= PROBLEM TO WORK ON =
From the data underneath, reproduce exactly the stretch that begins at the line with "parent directory exists" and ends after the line with "to open database".

Dataset entries:
•••••

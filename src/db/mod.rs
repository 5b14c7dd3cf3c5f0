pub mod migrations;
pub mod schema;

use anyhow::{Context, Result};
use rusqlite::Connection;
use std::path::Path;

/// Open (or create) the cadence database at the given path, with schema
/// initialized and migrations applied.
pub fn open_database(path: impl AsRef<Path>) -> Result<Connection> {
    let path = path.as_ref();

    // Ensure parent directory exists
    if let Some(parent) = path.parent() {
        std::fs::create_dir_all(parent)
            .with_context(|| format!("failed to create directory {}", parent.display()))?;
    }

    let conn = Connection::open(path)
        .with_context(|| format!("failed to open database at {}", path.display()))?;

    // Enable WAL mode for better concurrent read performance
    conn.pragma_update(None, "journal_mode", "WAL")?;
    // Enable foreign keys
    conn.pragma_update(None, "foreign_keys", "ON")?;

    schema::init_schema(&conn).context("failed to initialize schema")?;
    migrations::run_migrations(&conn).context("failed to run migrations")?;

    tracing::info!(path = %path.display(), "database initialized");
    Ok(conn)
}

/// Open an in-memory database for testing.
#[cfg(test)]
pub fn open_memory_database() -> Result<Connection> {
    let conn = Connection::open_in_memory().context("failed to open in-memory database")?;
    conn.pragma_update(None, "foreign_keys", "ON")?;
    schema::init_schema(&conn).context("failed to initialize schema")?;
    migrations::run_migrations(&conn).context("failed to run migrations")?;
    Ok(conn)
}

•••••

= EXPECTED ANSWER =
    // Ensure parent directory exists
    if let Some(parent) = path.parent() {
        std::fs::create_dir_all(parent)
            .with_context(|| format!("failed to create directory {}", parent.display()))?;
    }

    let conn = Connection::open(path)
        .with_context(|| format!("failed to open database at {}", path.display()))?;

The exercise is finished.